— DIRECTIONS —
Entries follow. Return each line that contains the word "match".

□ □ □ □

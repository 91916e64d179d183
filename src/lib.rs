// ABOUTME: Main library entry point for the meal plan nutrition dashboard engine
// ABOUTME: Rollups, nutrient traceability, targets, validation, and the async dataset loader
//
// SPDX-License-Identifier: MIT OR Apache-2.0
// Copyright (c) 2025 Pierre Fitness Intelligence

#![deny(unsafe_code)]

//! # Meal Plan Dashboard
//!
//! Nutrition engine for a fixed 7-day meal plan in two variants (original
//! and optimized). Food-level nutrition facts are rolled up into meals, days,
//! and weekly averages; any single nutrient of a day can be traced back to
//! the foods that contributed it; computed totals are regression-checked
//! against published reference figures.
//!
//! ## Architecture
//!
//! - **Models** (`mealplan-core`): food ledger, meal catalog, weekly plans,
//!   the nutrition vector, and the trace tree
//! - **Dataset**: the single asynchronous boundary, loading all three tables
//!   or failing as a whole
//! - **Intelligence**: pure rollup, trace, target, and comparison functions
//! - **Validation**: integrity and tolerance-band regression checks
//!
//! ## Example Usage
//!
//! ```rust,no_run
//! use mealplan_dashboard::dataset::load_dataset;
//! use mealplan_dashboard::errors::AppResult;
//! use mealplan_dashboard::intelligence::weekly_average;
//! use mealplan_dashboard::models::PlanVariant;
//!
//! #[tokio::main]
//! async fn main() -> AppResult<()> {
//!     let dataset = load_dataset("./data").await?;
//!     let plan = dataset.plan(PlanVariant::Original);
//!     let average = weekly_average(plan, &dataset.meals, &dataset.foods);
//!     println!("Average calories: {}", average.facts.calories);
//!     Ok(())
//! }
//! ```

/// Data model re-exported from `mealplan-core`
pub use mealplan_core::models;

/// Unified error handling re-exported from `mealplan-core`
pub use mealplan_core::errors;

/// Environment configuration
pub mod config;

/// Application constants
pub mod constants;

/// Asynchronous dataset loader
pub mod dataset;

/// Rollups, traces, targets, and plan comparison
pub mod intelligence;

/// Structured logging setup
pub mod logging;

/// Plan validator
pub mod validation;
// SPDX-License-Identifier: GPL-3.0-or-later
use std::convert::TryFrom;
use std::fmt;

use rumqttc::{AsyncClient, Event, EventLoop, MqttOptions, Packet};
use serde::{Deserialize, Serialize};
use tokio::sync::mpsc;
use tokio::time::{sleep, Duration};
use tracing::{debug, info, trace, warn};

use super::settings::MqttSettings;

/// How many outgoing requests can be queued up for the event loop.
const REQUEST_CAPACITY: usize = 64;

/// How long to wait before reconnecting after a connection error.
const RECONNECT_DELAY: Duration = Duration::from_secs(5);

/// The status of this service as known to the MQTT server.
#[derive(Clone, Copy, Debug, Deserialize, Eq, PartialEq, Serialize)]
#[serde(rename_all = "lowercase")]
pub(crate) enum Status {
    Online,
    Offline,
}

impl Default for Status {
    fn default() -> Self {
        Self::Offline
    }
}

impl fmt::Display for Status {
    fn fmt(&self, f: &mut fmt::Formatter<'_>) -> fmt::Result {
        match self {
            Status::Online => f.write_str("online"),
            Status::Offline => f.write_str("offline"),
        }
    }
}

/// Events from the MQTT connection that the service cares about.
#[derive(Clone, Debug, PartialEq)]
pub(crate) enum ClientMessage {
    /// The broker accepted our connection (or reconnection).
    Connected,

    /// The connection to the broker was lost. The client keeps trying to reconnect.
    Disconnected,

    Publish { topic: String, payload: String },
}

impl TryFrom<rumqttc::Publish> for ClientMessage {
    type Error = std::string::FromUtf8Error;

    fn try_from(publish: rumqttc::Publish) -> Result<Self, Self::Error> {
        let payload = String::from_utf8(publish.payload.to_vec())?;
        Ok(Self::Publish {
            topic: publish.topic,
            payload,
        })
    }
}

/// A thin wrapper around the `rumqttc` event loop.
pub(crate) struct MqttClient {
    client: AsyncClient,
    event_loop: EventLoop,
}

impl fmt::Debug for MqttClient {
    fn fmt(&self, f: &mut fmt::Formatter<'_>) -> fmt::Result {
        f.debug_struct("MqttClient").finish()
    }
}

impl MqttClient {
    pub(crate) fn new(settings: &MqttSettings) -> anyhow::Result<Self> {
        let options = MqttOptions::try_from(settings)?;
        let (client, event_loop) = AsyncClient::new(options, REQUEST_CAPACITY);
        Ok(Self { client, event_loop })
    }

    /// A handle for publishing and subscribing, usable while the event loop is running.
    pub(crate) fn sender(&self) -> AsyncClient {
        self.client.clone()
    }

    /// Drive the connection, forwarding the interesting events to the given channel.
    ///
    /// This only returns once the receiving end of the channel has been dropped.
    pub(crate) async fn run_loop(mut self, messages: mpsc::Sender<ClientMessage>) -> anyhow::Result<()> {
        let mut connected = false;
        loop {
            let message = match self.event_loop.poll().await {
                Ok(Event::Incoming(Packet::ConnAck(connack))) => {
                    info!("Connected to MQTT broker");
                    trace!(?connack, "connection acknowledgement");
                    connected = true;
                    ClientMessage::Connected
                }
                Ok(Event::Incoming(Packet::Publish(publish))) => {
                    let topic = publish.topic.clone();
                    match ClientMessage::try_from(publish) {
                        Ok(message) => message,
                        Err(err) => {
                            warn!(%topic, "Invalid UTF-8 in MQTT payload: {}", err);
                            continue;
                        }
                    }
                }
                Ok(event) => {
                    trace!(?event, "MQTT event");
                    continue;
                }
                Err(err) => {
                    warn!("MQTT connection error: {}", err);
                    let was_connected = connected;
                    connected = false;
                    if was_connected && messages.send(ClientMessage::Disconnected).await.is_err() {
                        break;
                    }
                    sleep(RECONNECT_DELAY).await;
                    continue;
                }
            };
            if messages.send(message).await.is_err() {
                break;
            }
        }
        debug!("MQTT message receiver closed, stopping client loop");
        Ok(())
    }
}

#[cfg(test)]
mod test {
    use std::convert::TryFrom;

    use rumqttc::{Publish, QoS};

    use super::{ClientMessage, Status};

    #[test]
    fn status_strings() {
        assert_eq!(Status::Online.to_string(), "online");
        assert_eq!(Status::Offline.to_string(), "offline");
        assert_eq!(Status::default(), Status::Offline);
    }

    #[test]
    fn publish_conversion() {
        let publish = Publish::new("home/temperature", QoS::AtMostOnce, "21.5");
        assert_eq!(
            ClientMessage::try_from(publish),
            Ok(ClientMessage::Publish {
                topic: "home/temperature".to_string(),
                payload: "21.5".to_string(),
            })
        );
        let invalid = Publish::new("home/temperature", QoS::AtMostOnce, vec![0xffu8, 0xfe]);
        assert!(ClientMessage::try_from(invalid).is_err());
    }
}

□ □ □ □

— RESPONSE TO THIS EXERCISE —
        match self {
            let message = match self.event_loop.poll().await {
                    match ClientMessage::try_from(publish) {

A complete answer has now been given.